● **Task statement**: From the entries below, return only the lines starting at the one that contains "by the provider." and ending at the one that contains "pub trait LlmProvider: Send", exactly as they stand.

The data below:

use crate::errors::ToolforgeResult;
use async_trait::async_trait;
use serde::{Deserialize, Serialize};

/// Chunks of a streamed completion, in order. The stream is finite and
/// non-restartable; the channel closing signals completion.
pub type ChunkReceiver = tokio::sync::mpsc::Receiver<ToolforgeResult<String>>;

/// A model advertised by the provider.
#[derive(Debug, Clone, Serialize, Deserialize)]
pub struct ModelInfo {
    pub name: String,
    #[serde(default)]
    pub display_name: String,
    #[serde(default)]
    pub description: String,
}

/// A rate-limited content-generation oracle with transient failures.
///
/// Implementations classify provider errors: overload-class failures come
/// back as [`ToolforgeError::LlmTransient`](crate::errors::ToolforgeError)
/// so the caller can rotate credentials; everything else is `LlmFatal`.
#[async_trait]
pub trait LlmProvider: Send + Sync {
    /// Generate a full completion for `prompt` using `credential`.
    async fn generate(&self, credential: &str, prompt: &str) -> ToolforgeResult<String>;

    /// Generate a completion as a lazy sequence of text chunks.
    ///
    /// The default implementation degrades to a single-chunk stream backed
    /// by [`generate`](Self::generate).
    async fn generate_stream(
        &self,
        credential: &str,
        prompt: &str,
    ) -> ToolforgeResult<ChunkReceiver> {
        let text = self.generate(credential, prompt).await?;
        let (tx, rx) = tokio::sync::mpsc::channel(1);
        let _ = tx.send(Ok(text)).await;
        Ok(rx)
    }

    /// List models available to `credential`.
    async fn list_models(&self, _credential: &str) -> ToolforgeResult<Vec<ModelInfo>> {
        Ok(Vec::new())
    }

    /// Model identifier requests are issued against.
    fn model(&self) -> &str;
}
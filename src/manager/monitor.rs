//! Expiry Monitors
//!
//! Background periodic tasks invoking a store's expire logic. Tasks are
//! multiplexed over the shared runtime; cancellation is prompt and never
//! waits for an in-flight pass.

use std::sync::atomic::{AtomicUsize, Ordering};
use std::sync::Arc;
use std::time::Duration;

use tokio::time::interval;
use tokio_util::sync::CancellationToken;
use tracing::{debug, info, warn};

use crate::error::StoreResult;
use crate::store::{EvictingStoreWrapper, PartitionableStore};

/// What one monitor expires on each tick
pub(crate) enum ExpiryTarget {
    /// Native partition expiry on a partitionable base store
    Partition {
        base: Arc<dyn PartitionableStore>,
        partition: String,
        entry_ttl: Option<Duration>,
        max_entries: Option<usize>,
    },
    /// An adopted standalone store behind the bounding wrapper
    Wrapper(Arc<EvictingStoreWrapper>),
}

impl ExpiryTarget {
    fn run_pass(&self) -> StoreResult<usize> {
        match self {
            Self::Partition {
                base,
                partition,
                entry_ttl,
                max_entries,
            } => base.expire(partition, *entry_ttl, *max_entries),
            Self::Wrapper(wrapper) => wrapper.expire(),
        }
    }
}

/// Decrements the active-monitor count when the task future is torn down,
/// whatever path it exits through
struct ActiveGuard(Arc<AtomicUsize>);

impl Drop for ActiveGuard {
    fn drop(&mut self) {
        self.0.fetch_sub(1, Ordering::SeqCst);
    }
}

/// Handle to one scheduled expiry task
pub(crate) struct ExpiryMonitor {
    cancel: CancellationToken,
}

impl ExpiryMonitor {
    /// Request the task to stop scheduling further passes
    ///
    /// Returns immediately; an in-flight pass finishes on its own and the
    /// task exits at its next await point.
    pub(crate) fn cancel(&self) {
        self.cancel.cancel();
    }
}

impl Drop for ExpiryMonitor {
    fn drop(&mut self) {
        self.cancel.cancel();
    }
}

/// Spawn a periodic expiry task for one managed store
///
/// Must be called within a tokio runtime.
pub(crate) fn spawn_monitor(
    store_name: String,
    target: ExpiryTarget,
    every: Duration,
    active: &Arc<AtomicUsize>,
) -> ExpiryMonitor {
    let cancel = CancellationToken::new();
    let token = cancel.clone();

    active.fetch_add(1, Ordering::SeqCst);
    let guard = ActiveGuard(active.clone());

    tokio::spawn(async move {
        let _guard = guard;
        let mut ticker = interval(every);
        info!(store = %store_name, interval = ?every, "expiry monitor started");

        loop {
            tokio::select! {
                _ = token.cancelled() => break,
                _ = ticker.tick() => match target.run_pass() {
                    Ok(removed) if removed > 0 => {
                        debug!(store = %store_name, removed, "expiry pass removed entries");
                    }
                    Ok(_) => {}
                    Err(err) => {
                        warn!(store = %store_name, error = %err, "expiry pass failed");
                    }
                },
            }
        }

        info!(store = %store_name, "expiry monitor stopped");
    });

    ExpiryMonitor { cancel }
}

End of The data.

● **Output of the exercise**:
/// A model advertised by the provider.
#[derive(Debug, Clone, Serialize, Deserialize)]
pub struct ModelInfo {
    pub name: String,
    #[serde(default)]
    pub display_name: String,
    #[serde(default)]
    pub description: String,
}

/// A rate-limited content-generation oracle with transient failures.
///
/// Implementations classify provider errors: overload-class failures come
/// back as [`ToolforgeError::LlmTransient`](crate::errors::ToolforgeError)
/// so the caller can rotate credentials; everything else is `LlmFatal`.
#[async_trait]
pub trait LlmProvider: Send + Sync {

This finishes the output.